El Capitalismo de Estado evoluciona, por lo menos semánticamente: ahora se lo denomina “economía popular”. En teoría, en vez de la maraña burocrática del socialismo de antaño, esta vez se pretende convertir al Estado en facilitador de empresas populares. En vez de colocar los recursos de la nación en manos de transnacionales y oligarquías, la voluntad es avanzar negocios que beneficien al pueblo con bienes producidos en empresas socialistas diseñadas, financiadas e impulsadas desde arriba, pero administradas desde abajo.
En cualquier minibús urbano, más del 64% de los usuarios poseen un teléfono celular. Hace apenas diez años contar con esta herramienta de trabajo, integración y uso eficiente del tiempo, era un lujo. Hoy el celular es un bien ubicuo. La razón de su accesibilidad económica es la dinámica de competencia del mercado, que pone en movimiento fuerzas de innovación, inversión, distribución, mercadeo, investigación y desarrollo tecnológico, que presionan los precios hacia abajo.
Las dinámicas de las empresas populares, alimentadas por innovaciones socialistas, pretenden ser diferentes. Para muestra un botón: un gran invento bolivariano que fue entusiastamente alabado en una reciente alocución del Presidente Hugo Chávez.

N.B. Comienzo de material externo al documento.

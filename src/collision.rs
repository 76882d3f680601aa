use crate::map::Map;
use glam::Vec2;

/// Move a circular body of `radius` by `delta`, resolving each axis on its own.
///
/// The x displacement is taken only when both probes `(x ± radius, pos.y)` land
/// on open tiles. The y displacement is then probed from the possibly updated x,
/// so a diagonal move into a corner can still slide along one wall.
pub(crate) fn attempt_move(map: &Map, pos: Vec2, delta: Vec2, radius: f32) -> Vec2 {
    let mut pos = pos;
    let new_x = pos.x + delta.x;
    let new_y = pos.y + delta.y;

    if !map.is_wall(Vec2::new(new_x - radius, pos.y))
        && !map.is_wall(Vec2::new(new_x + radius, pos.y))
    {
        pos.x = new_x;
    }

    if !map.is_wall(Vec2::new(pos.x, new_y - radius))
        && !map.is_wall(Vec2::new(pos.x, new_y + radius))
    {
        pos.y = new_y;
    }

    pos
}
use anyhow::Context;
use glam::Vec2;
use std::collections::HashMap;
use std::fs::read_to_string;
use std::path::Path;

/// level compiled into the binary, used when no map path is given
pub(crate) const DEFAULT_LEVEL: &str = include_str!("../map/default.map");

#[derive(Clone, Copy, PartialEq, Eq, Debug)]
pub(crate) enum Tile {
    Empty,
    Wall,
}

/// player start pose as declared by a map file
#[derive(Clone, Copy, PartialEq, Debug)]
pub(crate) struct Spawn {
    pub pos: Vec2,
    pub direction: f32,
}

/// Static occupancy grid. Row-major, `width` columns by `height` rows, each
/// tile covering `tile_size` world units on a side.
#[derive(Clone, PartialEq, Debug)]
pub(crate) struct Map {
    pub width: usize,
    pub height: usize,
    pub tile_size: f32,
    pub tiles: Vec<Tile>,
    pub spawn: Option<Spawn>,
}

fn param(params: &HashMap<&str, &str>, key: &str) -> anyhow::Result<f32> {
    let raw = params
        .get(key)
        .with_context(|| format!("missing parameter: {key}"))?;
    raw.trim()
        .parse()
        .with_context(|| format!("invalid value for {key}: {raw}"))
}

impl Map {
    pub fn load(name: &Path, tile_size: f32) -> anyhow::Result<Self> {
        log::info!("loading map at {}", name.display());
        let file = read_to_string(name)
            .with_context(|| format!("could not read map {}", name.display()))?;
        Self::parse(&file, tile_size)
    }

    /// parse a map from source text; `tile_size` applies unless the META section overrides it
    pub fn parse(src: &str, tile_size: f32) -> anyhow::Result<Self> {
        if tile_size <= 0. {
            anyhow::bail!("tile size must be positive, got {tile_size}");
        }

        let mut lines = src.lines();
        let mut this = Self {
            width: 0,
            height: 0,
            tile_size,
            tiles: vec![],
            spawn: None,
        };

        while let Some(line) = lines.by_ref().next() {
            match line.trim_end() {
                "" => continue,
                "!!!!META" => this.parse_meta(&mut lines)?,
                "!!!!MAIN" => this.parse_main(&mut lines)?,
                other => anyhow::bail!("unrecognized directive: {other}"),
            }
        }

        if this.tiles.is_empty() {
            anyhow::bail!("map has no tiles");
        }

        Ok(this)
    }

    fn parse_meta<'lines>(
        &mut self,
        mut lines: impl Iterator<Item = &'lines str>,
    ) -> anyhow::Result<()> {
        for line in lines.by_ref() {
            let line = line.trim_end();
            if line.is_empty() {
                break;
            }

            let mut chunks = line.split(',');
            let directive = chunks.by_ref().next().context("empty meta line")?;
            let params = chunks
                .map(|param| param.split_once('='))
                .collect::<Option<HashMap<_, _>>>()
                .context("incorrectly formatted meta")?;
            match directive {
                "tile" => {
                    let size = param(&params, "size")?;
                    if !(size > 0.) {
                        anyhow::bail!("tile size must be positive, got {size}");
                    }
                    self.tile_size = size;
                }
                "spawn" => {
                    self.spawn = Some(Spawn {
                        pos: Vec2::new(param(&params, "x")?, param(&params, "y")?),
                        direction: if params.contains_key("angle") {
                            param(&params, "angle")?
                        } else {
                            0.
                        },
                    });
                }
                other => anyhow::bail!("unrecognized meta directive: {other}"),
            }
        }

        Ok(())
    }

    fn parse_main<'lines>(
        &mut self,
        mut lines: impl Iterator<Item = &'lines str>,
    ) -> anyhow::Result<()> {
        let mut width = None;
        let mut height = 0;
        let mut tiles = vec![];
        for line in lines.by_ref() {
            let line = line.trim_end_matches('\r');
            if line.is_empty() {
                break;
            }

            height += 1;
            let mut row_width = 0;
            for tile in line.chars() {
                tiles.push(match tile {
                    '1' | '#' => Tile::Wall,
                    '0' | '.' | ' ' => Tile::Empty,
                    other => anyhow::bail!("invalid tile in map row {height}: {other:?}"),
                });
                row_width += 1;
            }

            match width {
                None => width = Some(row_width),
                Some(w) if w != row_width => {
                    anyhow::bail!("map row {height} has {row_width} tiles, expected {w}")
                }
                Some(_) => {}
            }
        }

        self.width = width.unwrap_or(0);
        self.height = height;
        self.tiles = tiles;

        Ok(())
    }

    /// Solidity of the tile under a world position. Anything outside the grid is solid.
    pub fn is_wall(&self, pos: Vec2) -> bool {
        let col = (pos.x / self.tile_size).floor();
        let row = (pos.y / self.tile_size).floor();
        self.is_wall_cell(col as i64, row as i64)
    }

    pub fn is_wall_cell(&self, col: i64, row: i64) -> bool {
        if col < 0 || row < 0 || col >= self.width as i64 || row >= self.height as i64 {
            return true;
        }
        self.tiles[row as usize * self.width + col as usize] == Tile::Wall
    }

    pub fn idx_to_cell(&self, idx: usize) -> (usize, usize) {
        (idx % self.width, idx / self.width)
    }

    /// world coordinates of a cell's top-left corner
    pub fn cell_origin(&self, col: usize, row: usize) -> Vec2 {
        Vec2::new(col as f32 * self.tile_size, row as f32 * self.tile_size)
    }

    /// `(col, row)` of every wall tile, row-major
    pub fn walls(&self) -> impl Iterator<Item = (usize, usize)> + '_ {
        self.tiles
            .iter()
            .enumerate()
            .filter(|(_, tile)| **tile == Tile::Wall)
            .map(|(idx, _)| self.idx_to_cell(idx))
    }

    pub fn world_size(&self) -> Vec2 {
        Vec2::new(
            self.width as f32 * self.tile_size,
            self.height as f32 * self.tile_size,
        )
    }
}
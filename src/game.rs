use crate::config::Config;
use crate::framebuffer::{Color, Framebuffer};
use crate::map::Map;
use crate::minimap::Minimap;
use crate::player::{InputState, Player};
use crate::scene::Projector;
use std::time::Duration;

#[derive(Clone, Copy, PartialEq, Eq, Debug)]
pub(crate) enum GameState {
    Playing,
    Paused,
    Exit,
}

/// one-shot commands, as opposed to the held movement in `InputState`
#[derive(Clone, Copy, PartialEq, Eq, Debug)]
pub(crate) enum Command {
    TogglePause,
    ToggleMinimap,
    Quit,
}

/// Owns the world and runs one update + render cycle per tick.
pub(crate) struct Game {
    map: Map,
    pub player: Player,
    pub game_state: GameState,
    pub show_minimap: bool,
    projector: Projector,
    minimap: Minimap,
    ceiling_color: Color,
    pub ticks: u64,
}

impl Game {
    /// initialize game
    pub fn new(config: &Config, map: Map) -> Self {
        let (pos, direction) = match map.spawn {
            Some(spawn) => (spawn.pos, spawn.direction),
            None => (config.spawn, config.spawn_direction),
        };
        if map.is_wall(pos) {
            log::warn!("player spawns inside a wall at ({}, {})", pos.x, pos.y);
        }

        Self {
            map,
            player: Player::new(config, pos, direction),
            game_state: GameState::Playing,
            show_minimap: config.show_minimap,
            projector: Projector::new(config),
            minimap: Minimap::new(config),
            ceiling_color: config.ceiling_color,
            ticks: 0,
        }
    }

    pub fn command(&mut self, command: Command) {
        match command {
            Command::TogglePause => {
                self.game_state = match self.game_state {
                    GameState::Playing => GameState::Paused,
                    GameState::Paused => GameState::Playing,
                    GameState::Exit => GameState::Exit,
                };
                log::debug!("game state now {:?}", self.game_state);
            }
            Command::ToggleMinimap => self.show_minimap = !self.show_minimap,
            Command::Quit => self.game_state = GameState::Exit,
        }
    }

    /// advance the simulation by one tick; a paused game holds still
    pub fn advance(&mut self, input: InputState) {
        if self.game_state != GameState::Playing {
            return;
        }

        self.player.tick(&self.map, input);
        self.ticks += 1;
        log::trace!(
            "tick {}: pos ({:.2}, {:.2}) facing {:.3}",
            self.ticks,
            self.player.pos.x,
            self.player.pos.y,
            self.player.direction
        );
    }

    /// redraw the whole viewport
    pub fn render(&self, fb: &mut impl Framebuffer) -> anyhow::Result<()> {
        let (width, height) = fb.size();
        fb.clear(self.ceiling_color)?;

        let columns = self
            .projector
            .project(&self.map, &self.player, width, height);
        for column in columns {
            for command in column.draw_commands() {
                fb.draw(&command)?;
            }
        }

        if self.show_minimap {
            for command in self.minimap.commands(&self.map, &self.player) {
                fb.draw(&command)?;
            }
        }

        Ok(())
    }

    pub fn tick(&mut self, input: InputState, fb: &mut impl Framebuffer) -> anyhow::Result<()> {
        self.advance(input);
        self.render(fb)
    }
}

/// Fixed-timestep driver: turns elapsed wall-clock time into a number of ticks.
#[derive(Clone, Copy, PartialEq, Debug)]
pub(crate) struct FixedStep {
    step: Duration,
    max_substeps: u32,
    accumulator: Duration,
}

impl FixedStep {
    pub fn new(tick_rate: u32, max_substeps: u32) -> Self {
        Self {
            step: Duration::from_secs(1) / tick_rate.max(1),
            max_substeps: max_substeps.max(1),
            accumulator: Duration::ZERO,
        }
    }

    pub fn step(&self) -> Duration {
        self.step
    }

    /// Add `elapsed` and return how many ticks are due now, at most `max_substeps`.
    /// Any backlog beyond that is dropped.
    pub fn advance(&mut self, elapsed: Duration) -> u32 {
        self.accumulator += elapsed;

        let mut due = 0;
        while self.accumulator >= self.step && due < self.max_substeps {
            self.accumulator -= self.step;
            due += 1;
        }

        if self.accumulator >= self.step {
            log::debug!("dropping {:?} of simulation backlog", self.accumulator);
            self.accumulator = Duration::ZERO;
        }

        due
    }
}
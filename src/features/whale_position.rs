//! Whale vs retail positioning watch
//!
//! For each configured symbol, reads the retail account ratio, the top
//! trader account ratio, and the top trader position ratio, then runs the
//! positioning diagnosis over the retail and whale legs. One combined
//! message per run.

use super::{FeatureContext, RunOutcome};
use crate::classify::diagnose_positioning;
use crate::normalize::{f64_field, latest_object};
use crate::render::{bold, code, DIVIDER};
use std::time::Duration;

const RATIO_KEYS: &[&str] = &[
    "long_short_ratio",
    "longShortRatio",
    "global_account_long_short_ratio",
    "top_account_long_short_ratio",
    "top_position_long_short_ratio",
    "ratio",
];

/// Ratios read for one symbol; any leg may be absent
#[derive(Debug, Clone, Default)]
struct SymbolRatios {
    retail_accounts: Option<f64>,
    top_accounts: Option<f64>,
    top_positions: Option<f64>,
}

async fn fetch_ratio(ctx: &FeatureContext, path: &str, symbol: &str) -> Option<f64> {
    let params = [
        ("exchange", ctx.config.whale.exchange.as_str()),
        ("symbol", symbol),
        ("interval", ctx.config.whale.interval.as_str()),
    ];
    match ctx.coinglass.get(path, &params).await {
        Ok(body) => latest_object(&body).and_then(|obj| f64_field(obj, RATIO_KEYS)),
        Err(e) => {
            tracing::warn!(symbol, path, error = %e, "ratio fetch failed");
            None
        }
    }
}

async fn fetch_symbol(ctx: &FeatureContext, symbol: &str) -> SymbolRatios {
    SymbolRatios {
        retail_accounts: fetch_ratio(
            ctx,
            "/api/futures/global-long-short-account-ratio/history",
            symbol,
        )
        .await,
        top_accounts: fetch_ratio(
            ctx,
            "/api/futures/top-long-short-account-ratio/history",
            symbol,
        )
        .await,
        top_positions: fetch_ratio(
            ctx,
            "/api/futures/top-long-short-position-ratio/history",
            symbol,
        )
        .await,
    }
}

fn ratio_line(label: &str, value: Option<f64>) -> String {
    match value {
        Some(v) => format!("{label}: {}", code(&format!("{v:.4}"))),
        None => format!("{label}: n/a"),
    }
}

fn render_symbol(symbol: &str, ratios: &SymbolRatios, ctx: &FeatureContext) -> Option<String> {
    let diagnosis = diagnose_positioning(
        ratios.retail_accounts,
        ratios.top_positions,
        &ctx.config.whale.thresholds,
    )?;

    let mut lines = vec![format!("🐋 {}", bold(symbol))];
    lines.push(ratio_line("Retail accounts L/S", ratios.retail_accounts));
    lines.push(ratio_line("Top accounts L/S", ratios.top_accounts));
    lines.push(ratio_line("Top positions L/S", ratios.top_positions));
    lines.push(diagnosis.label().to_string());
    lines.push(diagnosis.detail().to_string());
    Some(lines.join("\n"))
}

pub async fn run(ctx: &FeatureContext) -> RunOutcome {
    let symbols = ctx.config.whale.symbols.clone();
    let delay = Duration::from_millis(ctx.config.whale.request_delay_ms);

    let mut sections = Vec::new();
    let mut skipped = 0usize;
    for (i, symbol) in symbols.iter().enumerate() {
        if i > 0 {
            tokio::time::sleep(delay).await;
        }
        let ratios = fetch_symbol(ctx, symbol).await;
        match render_symbol(symbol, &ratios, ctx) {
            Some(section) => sections.push(section),
            None => {
                skipped += 1;
                tracing::warn!(symbol, "no ratio data, symbol skipped");
            }
        }
    }

    if sections.is_empty() {
        return RunOutcome::failure("no ratio data for any symbol");
    }

    let message = format!(
        "{}\n{}\n{}\n{}\n🕐 {}",
        bold("Whale Position Watch"),
        DIVIDER,
        sections.join(&format!("\n{DIVIDER}\n")),
        DIVIDER,
        crate::render::utc_time(chrono::Utc::now().timestamp_millis())
    );

    match ctx.delivery.deliver(&message, ctx.topic("whale_position")).await {
        Ok(()) if skipped == 0 => RunOutcome::success(format!("{} symbols", sections.len())),
        Ok(()) => RunOutcome::partial(format!("{} symbols, {skipped} skipped", sections.len())),
        Err(e) => RunOutcome::failure(format!("delivery failed: {e}")),
    }
}

#[cfg(test)]
mod tests {
    use super::*;
    use crate::classify::MarketDiagnosis;
    use crate::config::Config;

    fn ctx_with_defaults() -> FeatureContext {
        crate::features::tests::test_context(
            Config::default(),
            crate::testing::StubProvider::new(),
            crate::testing::StubProvider::new(),
            crate::testing::StubProvider::new(),
            std::sync::Arc::new(crate::testing::RecordingDelivery::new()),
        )
    }

    #[test]
    fn test_render_symbol_with_both_legs() {
        let ctx = ctx_with_defaults();
        let ratios = SymbolRatios {
            retail_accounts: Some(1.9123),
            top_accounts: Some(1.1),
            top_positions: Some(0.85),
        };
        let section = render_symbol("BTCUSDT", &ratios, &ctx).unwrap();
        assert!(section.contains("*BTCUSDT*"));
        assert!(section.contains("`1.9123`"));
        assert!(section.contains(MarketDiagnosis::WhaleDistribution.label()));
    }

    #[test]
    fn test_render_symbol_partial_data() {
        let ctx = ctx_with_defaults();
        let ratios = SymbolRatios {
            retail_accounts: None,
            top_accounts: None,
            top_positions: Some(1.4),
        };
        let section = render_symbol("ETHUSDT", &ratios, &ctx).unwrap();
        assert!(section.contains("Retail accounts L/S: n/a"));
        assert!(section.contains(MarketDiagnosis::WhalesLong.label()));
    }

    #[test]
    fn test_render_symbol_no_data() {
        let ctx = ctx_with_defaults();
        assert!(render_symbol("X", &SymbolRatios::default(), &ctx).is_none());
    }
}
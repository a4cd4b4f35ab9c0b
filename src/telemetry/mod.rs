//! Telemetry module
//!
//! Structured logging setup

mod logging;

pub use logging::init_logging;

use crate::config::TelemetryConfig;

/// Guard that cleans up telemetry on drop
pub struct TelemetryGuard {
    _priv: (),
}

/// Initialize all telemetry subsystems
pub fn init_telemetry(config: &TelemetryConfig) -> anyhow::Result<TelemetryGuard> {
    init_logging(&config.log_level)?;

    Ok(TelemetryGuard { _priv: () })
}
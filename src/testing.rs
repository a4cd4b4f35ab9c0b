//! Test doubles shared by unit and integration tests

use crate::deliver::Delivery;
use crate::provider::{Provider, ProviderError, ProviderResult};
use async_trait::async_trait;
use serde_json::Value;
use std::sync::Mutex;

/// One canned route: a path, the query parameters that must be present
/// (a subset match), and the response to return.
pub struct StubRoute {
    pub path: String,
    pub params: Vec<(String, String)>,
    pub response: ProviderResult,
}

/// Provider stub serving canned responses and recording every call
#[derive(Default)]
pub struct StubProvider {
    routes: Vec<StubRoute>,
    calls: Mutex<Vec<(String, Vec<(String, String)>)>>,
}

impl StubProvider {
    pub fn new() -> Self {
        Self::default()
    }

    pub fn with_response(mut self, path: &str, body: Value) -> Self {
        self.routes.push(StubRoute {
            path: path.to_string(),
            params: Vec::new(),
            response: Ok(body),
        });
        self
    }

    /// Route matched only when the listed query parameters are present
    pub fn with_param_response(mut self, path: &str, params: &[(&str, &str)], body: Value) -> Self {
        self.routes.push(StubRoute {
            path: path.to_string(),
            params: params
                .iter()
                .map(|(k, v)| (k.to_string(), v.to_string()))
                .collect(),
            response: Ok(body),
        });
        self
    }

    pub fn with_error(mut self, path: &str, error: ProviderError) -> Self {
        self.routes.push(StubRoute {
            path: path.to_string(),
            params: Vec::new(),
            response: Err(error),
        });
        self
    }

    /// Like `with_error` but only for calls carrying the given parameters
    pub fn with_param_error(
        mut self,
        path: &str,
        params: &[(&str, &str)],
        error: ProviderError,
    ) -> Self {
        self.routes.push(StubRoute {
            path: path.to_string(),
            params: params
                .iter()
                .map(|(k, v)| (k.to_string(), v.to_string()))
                .collect(),
            response: Err(error),
        });
        self
    }

    pub fn calls(&self) -> Vec<(String, Vec<(String, String)>)> {
        self.calls.lock().unwrap().clone()
    }
}

#[async_trait]
impl Provider for StubProvider {
    async fn get(&self, path: &str, params: &[(&str, &str)]) -> ProviderResult {
        self.calls.lock().unwrap().push((
            path.to_string(),
            params
                .iter()
                .map(|(k, v)| (k.to_string(), v.to_string()))
                .collect(),
        ));

        // most specific route first: param routes beat bare path routes
        let mut candidates: Vec<&StubRoute> =
            self.routes.iter().filter(|r| r.path == path).collect();
        candidates.sort_by_key(|r| std::cmp::Reverse(r.params.len()));

        for route in candidates {
            let matches = route
                .params
                .iter()
                .all(|(k, v)| params.iter().any(|(pk, pv)| pk == k && pv == v));
            if matches {
                return route.response.clone();
            }
        }

        Err(ProviderError::Transport(format!("no stub route for {path}")))
    }
}

/// Delivery double recording every message, optionally failing
#[derive(Default)]
pub struct RecordingDelivery {
    pub fail: bool,
    sent: Mutex<Vec<(String, i64)>>,
}

impl RecordingDelivery {
    pub fn new() -> Self {
        Self::default()
    }

    pub fn failing() -> Self {
        Self {
            fail: true,
            sent: Mutex::new(Vec::new()),
        }
    }

    pub fn sent(&self) -> Vec<(String, i64)> {
        self.sent.lock().unwrap().clone()
    }
}

#[async_trait]
impl Delivery for RecordingDelivery {
    async fn deliver(&self, text: &str, topic_id: i64) -> anyhow::Result<()> {
        if self.fail {
            anyhow::bail!("delivery configured to fail");
        }
        self.sent.lock().unwrap().push((text.to_string(), topic_id));
        Ok(())
    }
}
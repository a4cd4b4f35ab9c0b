//! Long-term cycle navigator
//!
//! Combines four slow indicators (ahr999, fear & greed, pi-cycle top,
//! rainbow chart) into one cycle readout, plus a bubble warning when
//! extreme greed coincides with a pi-cycle cross. Missing indicators
//! degrade the message instead of blocking it.

use super::{FeatureContext, RunOutcome};
use crate::classify::{ahr_zone, fear_greed_band, rainbow_band, AhrZone, RainbowBand};
use crate::normalize::{bool_field, coerce_f64, f64_field, latest_object};
use crate::render::{bold, code, DIVIDER};
use serde_json::Value;

/// Everything the navigator managed to read this run
#[derive(Debug, Clone, Default)]
pub struct CycleSnapshot {
    pub ahr999: Option<f64>,
    pub fear_greed: Option<f64>,
    pub pi_crossed: Option<bool>,
    pub rainbow: Option<RainbowBand>,
}

fn read_ahr999(body: &Value) -> Option<f64> {
    latest_object(body).and_then(|obj| f64_field(obj, &["ahr999_value", "ahr999", "ahr999_index"]))
}

/// Fear & greed bodies either carry a `data_list` of raw values or a
/// single object with a value field
fn read_fear_greed(body: &Value) -> Option<f64> {
    let obj = latest_object(body)?;
    if let Some(list) = obj.get("data_list").and_then(Value::as_array) {
        return list.iter().rev().find_map(coerce_f64);
    }
    f64_field(obj, &["value", "score", "index"])
}

/// Pi-cycle cross: an explicit flag when the source provides one, else
/// the 110DMA at or above the doubled 350DMA
fn read_pi_cycle(body: &Value) -> Option<bool> {
    let obj = latest_object(body)?;
    if let Some(flag) = bool_field(obj, &["pi_cycle_top", "is_crossed", "crossed"]) {
        return Some(flag);
    }
    let ma_110 = f64_field(obj, &["ma_110", "ma110"])?;
    let ma_350_x2 = f64_field(obj, &["ma_350_mu_2", "ma_350_x2", "ma350_mu_2"])?;
    Some(ma_110 >= ma_350_x2)
}

/// Rainbow rows come as arrays `[band levels.., price]` or as an object
/// with a price and a level list
fn read_rainbow(body: &Value) -> Option<RainbowBand> {
    if let Some(rows) = body.get("data").and_then(Value::as_array) {
        if let Some(last_row) = rows.iter().rev().find_map(Value::as_array) {
            let numbers: Vec<f64> = last_row.iter().filter_map(coerce_f64).collect();
            if numbers.len() >= 4 {
                let price = numbers[numbers.len() - 1];
                return rainbow_band(price, &numbers[..numbers.len() - 1]);
            }
        }
    }
    let obj = latest_object(body)?;
    let price = f64_field(obj, &["price", "btc_price", "close"])?;
    let levels: Vec<f64> = obj
        .get("levels")
        .and_then(Value::as_array)?
        .iter()
        .filter_map(coerce_f64)
        .collect();
    rainbow_band(price, &levels)
}

pub fn render_snapshot(snapshot: &CycleSnapshot, cfg: &crate::config::LongTermConfig) -> String {
    let mut lines = vec![
        format!("🧭 {}", bold("Long-Term Cycle Navigator")),
        DIVIDER.to_string(),
    ];

    match snapshot.ahr999 {
        Some(v) => lines.push(format!(
            "Ahr999 {}: {}",
            code(&format!("{v:.4}")),
            ahr_zone(v, cfg).label()
        )),
        None => lines.push("Ahr999: n/a".to_string()),
    }

    match snapshot.fear_greed {
        Some(v) => lines.push(format!(
            "Fear & Greed {}: {}",
            code(&format!("{v:.0}")),
            fear_greed_band(v).label()
        )),
        None => lines.push("Fear & Greed: n/a".to_string()),
    }

    match snapshot.pi_crossed {
        Some(true) => lines.push("Pi-cycle top: ⚠️ crossed".to_string()),
        Some(false) => lines.push("Pi-cycle top: ✅ not crossed".to_string()),
        None => lines.push("Pi-cycle top: n/a".to_string()),
    }

    match snapshot.rainbow {
        Some(band) => lines.push(format!("Rainbow chart: {}", band.label())),
        None => lines.push("Rainbow chart: n/a".to_string()),
    }

    let bubble = matches!(
        (snapshot.fear_greed, snapshot.pi_crossed),
        (Some(fg), Some(true)) if fg > cfg.bubble_greed_index as f64
    );
    if bubble {
        lines.push(DIVIDER.to_string());
        lines.push("🫧 *Bubble warning*: extreme greed with a pi-cycle cross.".to_string());
    }

    if let Some(v) = snapshot.ahr999 {
        let advice = match ahr_zone(v, cfg) {
            AhrZone::Bottom => "Historically favorable accumulation territory.",
            AhrZone::Dca => "Regular accumulation remains reasonable here.",
            AhrZone::Overvalued => "Chasing entries here has been punished historically.",
        };
        lines.push(format!("💡 {advice}"));
    }

    lines.join("\n")
}

pub async fn run(ctx: &FeatureContext) -> RunOutcome {
    let mut snapshot = CycleSnapshot::default();
    let mut missing = 0usize;

    match ctx.coinglass.get("/api/index/ahr999", &[]).await {
        Ok(body) => snapshot.ahr999 = read_ahr999(&body),
        Err(e) => tracing::warn!(error = %e, "ahr999 fetch failed"),
    }
    match ctx.coinglass.get("/api/index/fear-greed-history", &[]).await {
        Ok(body) => snapshot.fear_greed = read_fear_greed(&body),
        Err(e) => tracing::warn!(error = %e, "fear greed fetch failed"),
    }
    match ctx.coinglass.get("/api/index/pi-cycle-indicator", &[]).await {
        Ok(body) => snapshot.pi_crossed = read_pi_cycle(&body),
        Err(e) => tracing::warn!(error = %e, "pi cycle fetch failed"),
    }
    match ctx.coinglass.get("/api/index/bitcoin/rainbow-chart", &[]).await {
        Ok(body) => snapshot.rainbow = read_rainbow(&body),
        Err(e) => tracing::warn!(error = %e, "rainbow chart fetch failed"),
    }

    for absent in [
        snapshot.ahr999.is_none(),
        snapshot.fear_greed.is_none(),
        snapshot.pi_crossed.is_none(),
        snapshot.rainbow.is_none(),
    ] {
        if absent {
            missing += 1;
        }
    }
    if missing == 4 {
        return RunOutcome::failure("no indicator data");
    }

    let message = render_snapshot(&snapshot, &ctx.config.long_term);
    match ctx.delivery.deliver(&message, ctx.topic("long_term")).await {
        Ok(()) if missing == 0 => RunOutcome::success("all indicators read"),
        Ok(()) => RunOutcome::partial(format!("{missing} indicators missing")),
        Err(e) => RunOutcome::failure(format!("delivery failed: {e}")),
    }
}

#[cfg(test)]
mod tests {
    use super::*;
    use crate::config::LongTermConfig;
    use serde_json::json;

    #[test]
    fn test_read_ahr999_synonyms() {
        let body = json!({"data": [{"ahr999": "0.41"}]});
        assert_eq!(read_ahr999(&body), Some(0.41));
    }

    #[test]
    fn test_read_fear_greed_data_list() {
        let body = json!({"data": {"data_list": [55, 60, 72]}});
        assert_eq!(read_fear_greed(&body), Some(72.0));
    }

    #[test]
    fn test_read_pi_cycle_from_mas() {
        let body = json!({"data": [{"ma_110": 71000.0, "ma_350_mu_2": 70000.0}]});
        assert_eq!(read_pi_cycle(&body), Some(true));
        let body = json!({"data": [{"ma_110": 50000.0, "ma_350_mu_2": 70000.0}]});
        assert_eq!(read_pi_cycle(&body), Some(false));
    }

    #[test]
    fn test_read_pi_cycle_flag_wins() {
        let body = json!({"data": [{"pi_cycle_top": false, "ma_110": 2.0, "ma_350_mu_2": 1.0}]});
        assert_eq!(read_pi_cycle(&body), Some(false));
    }

    #[test]
    fn test_read_rainbow_array_rows() {
        // levels ascending, price at the end sits in the top third
        let body = json!({"data": [
            [10.0, 20.0, 30.0, 40.0, 50.0, 60.0, 70.0, 80.0, 90.0, 95.0]
        ]});
        assert_eq!(read_rainbow(&body), Some(RainbowBand::High));
    }

    #[test]
    fn test_bubble_warning_requires_both() {
        let cfg = LongTermConfig::default();
        let hot = CycleSnapshot {
            fear_greed: Some(85.0),
            pi_crossed: Some(true),
            ..Default::default()
        };
        assert!(render_snapshot(&hot, &cfg).contains("Bubble warning"));

        let greed_only = CycleSnapshot {
            fear_greed: Some(85.0),
            pi_crossed: Some(false),
            ..Default::default()
        };
        assert!(!render_snapshot(&greed_only, &cfg).contains("Bubble warning"));

        // boundary: exactly at the greed cut does not warn
        let boundary = CycleSnapshot {
            fear_greed: Some(80.0),
            pi_crossed: Some(true),
            ..Default::default()
        };
        assert!(!render_snapshot(&boundary, &cfg).contains("Bubble warning"));
    }

    #[test]
    fn test_render_missing_indicators() {
        let text = render_snapshot(&CycleSnapshot::default(), &LongTermConfig::default());
        assert!(text.contains("Ahr999: n/a"));
        assert!(text.contains("Rainbow chart: n/a"));
    }
}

Es un compuesto químico inventado en Venezuela que podría “triplicar el rendimiento de la pintura comercial” utilizada en embellecer nuestras humildes moradas. Este invento revolucionario ha sido exaltado como un “ejemplo” del espíritu socialista, que contrasta con el mercantilismo capitalista que inunda el mercado de televisores, microondas y teléfonos celulares baratos y de alta calidad. Se supone que un producto que triplique el rendimiento de la pintura, con seguridad tendría éxito comercial.
Paradójicamente, el hecho que una innovación tecnológica mejore la calidad de vida del pueblo a precios razonables no es garantía que el producto tenga éxito en el mercado. Al igual que en una elección “se anota lo que se ve”, en el mercado el éxito “ganado” es gracias a la capacidad productiva y competitividad de la empresa. Un componente importante de esta ecuación es la capacidad de comercializar el producto, que es mucho más que producir bienes eficazmente: también se requieren redes de distribución y comercialización. En otras palabras, para mejorar la calidad de vida del pueblo no solo hay que innovar y producir, también hay que competir y vender en el mercado real; no el imaginario. Sin las dinámicas de comercialización de un invento revolucionario, el pueblo rural, que no goza de la masa crítica urbana, no podrá triplicar el rendimiento de una pintura (que, además, sigue siendo un lujo).
Las empresas populares, al igual que la industrialización del Estado, deben enfrentar paradojas. Las primeras porque deben establecer estrategias de comercialización a la cabeza de ejecutivos; el segundo porque necesita convencer a la población que el consumo inmediato de nuestros recursos financieros debe ser conmensurado con la necesidad de invertir en el bienestar de largo plazo; lo cual implica sacrificar hoy para cosechar frutos mañana. Bajo cualquier malabarismo lingüístico, la “economía popular” debe enfrentar las contradicciones propias de producir, invertir y vender en el contexto del caos de un comité sindical que conglomera miles de opiniones. La opción realista es establecer un orden ejecutivo que decida dónde construir una planta de cítricos, o si debemos seguir sacrificando nuestro consumo inmediato en aras de una Bolivia industrializada que – aparentemente - produce cada vez menos y empieza a tener problemas en vender su versión del socialismo.